Activity:
Report all lines from the entries below in which "configuration" appears.

(Saved entries)
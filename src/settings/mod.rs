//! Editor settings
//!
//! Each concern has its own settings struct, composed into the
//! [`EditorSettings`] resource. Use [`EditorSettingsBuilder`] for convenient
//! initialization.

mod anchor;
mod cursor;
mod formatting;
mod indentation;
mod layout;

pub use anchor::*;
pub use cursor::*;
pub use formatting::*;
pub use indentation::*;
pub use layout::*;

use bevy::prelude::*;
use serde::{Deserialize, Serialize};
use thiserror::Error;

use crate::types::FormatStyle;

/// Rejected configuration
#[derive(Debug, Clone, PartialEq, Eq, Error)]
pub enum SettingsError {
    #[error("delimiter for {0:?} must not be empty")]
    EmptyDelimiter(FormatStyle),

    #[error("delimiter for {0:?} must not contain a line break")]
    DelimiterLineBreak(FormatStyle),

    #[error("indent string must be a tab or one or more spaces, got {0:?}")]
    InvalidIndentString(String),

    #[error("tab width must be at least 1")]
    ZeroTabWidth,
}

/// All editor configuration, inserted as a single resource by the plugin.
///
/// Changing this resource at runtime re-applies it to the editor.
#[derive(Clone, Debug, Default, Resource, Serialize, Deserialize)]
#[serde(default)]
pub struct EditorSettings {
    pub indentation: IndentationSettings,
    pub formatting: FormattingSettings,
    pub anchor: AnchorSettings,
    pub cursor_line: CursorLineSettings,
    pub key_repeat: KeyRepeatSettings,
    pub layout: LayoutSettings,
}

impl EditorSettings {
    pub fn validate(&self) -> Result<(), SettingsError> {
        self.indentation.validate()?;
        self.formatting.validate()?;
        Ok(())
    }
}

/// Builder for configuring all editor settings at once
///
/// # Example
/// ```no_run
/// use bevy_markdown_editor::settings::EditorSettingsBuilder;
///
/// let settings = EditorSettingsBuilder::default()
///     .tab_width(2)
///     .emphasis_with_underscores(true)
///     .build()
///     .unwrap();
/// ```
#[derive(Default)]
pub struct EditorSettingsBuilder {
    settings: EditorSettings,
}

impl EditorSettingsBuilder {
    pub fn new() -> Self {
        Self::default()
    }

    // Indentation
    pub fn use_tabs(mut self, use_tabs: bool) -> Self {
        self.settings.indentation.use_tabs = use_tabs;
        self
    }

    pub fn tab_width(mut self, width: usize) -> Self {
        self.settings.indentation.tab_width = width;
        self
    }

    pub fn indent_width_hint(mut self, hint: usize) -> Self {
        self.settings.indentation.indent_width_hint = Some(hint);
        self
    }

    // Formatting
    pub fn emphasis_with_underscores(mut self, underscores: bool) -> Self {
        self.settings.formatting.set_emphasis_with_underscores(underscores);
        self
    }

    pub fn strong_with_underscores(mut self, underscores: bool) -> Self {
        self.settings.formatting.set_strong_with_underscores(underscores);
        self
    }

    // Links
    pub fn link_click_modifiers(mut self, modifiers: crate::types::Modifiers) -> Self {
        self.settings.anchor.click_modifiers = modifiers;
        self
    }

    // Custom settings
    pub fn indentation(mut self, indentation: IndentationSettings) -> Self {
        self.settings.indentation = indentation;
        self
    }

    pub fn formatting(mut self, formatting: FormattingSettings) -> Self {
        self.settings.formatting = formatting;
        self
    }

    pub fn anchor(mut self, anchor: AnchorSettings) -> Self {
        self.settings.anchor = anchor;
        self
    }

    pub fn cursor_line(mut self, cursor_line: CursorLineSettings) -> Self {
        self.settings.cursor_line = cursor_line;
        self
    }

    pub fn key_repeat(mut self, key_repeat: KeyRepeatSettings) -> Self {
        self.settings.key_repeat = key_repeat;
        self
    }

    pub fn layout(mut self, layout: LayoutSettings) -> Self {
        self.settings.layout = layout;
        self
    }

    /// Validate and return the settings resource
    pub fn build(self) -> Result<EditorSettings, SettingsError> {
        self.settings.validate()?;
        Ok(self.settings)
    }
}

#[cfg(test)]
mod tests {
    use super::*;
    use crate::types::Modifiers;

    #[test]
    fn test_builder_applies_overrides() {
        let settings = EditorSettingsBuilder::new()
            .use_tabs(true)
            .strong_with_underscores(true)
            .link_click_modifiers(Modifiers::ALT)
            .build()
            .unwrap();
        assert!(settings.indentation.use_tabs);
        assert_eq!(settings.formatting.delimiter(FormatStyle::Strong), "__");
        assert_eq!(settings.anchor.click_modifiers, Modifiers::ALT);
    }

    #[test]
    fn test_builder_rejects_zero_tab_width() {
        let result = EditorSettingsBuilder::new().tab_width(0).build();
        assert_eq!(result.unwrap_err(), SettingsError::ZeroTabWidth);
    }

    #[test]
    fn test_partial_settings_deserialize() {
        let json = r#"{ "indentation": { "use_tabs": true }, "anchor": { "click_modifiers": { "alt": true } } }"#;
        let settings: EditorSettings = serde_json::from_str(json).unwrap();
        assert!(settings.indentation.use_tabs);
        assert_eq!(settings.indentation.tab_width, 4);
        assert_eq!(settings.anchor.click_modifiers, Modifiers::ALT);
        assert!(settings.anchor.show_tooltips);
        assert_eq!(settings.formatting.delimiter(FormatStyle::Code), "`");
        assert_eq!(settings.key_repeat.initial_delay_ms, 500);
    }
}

Solution to this exercise:
/// Rejected configuration
/// All editor configuration, inserted as a single resource by the plugin.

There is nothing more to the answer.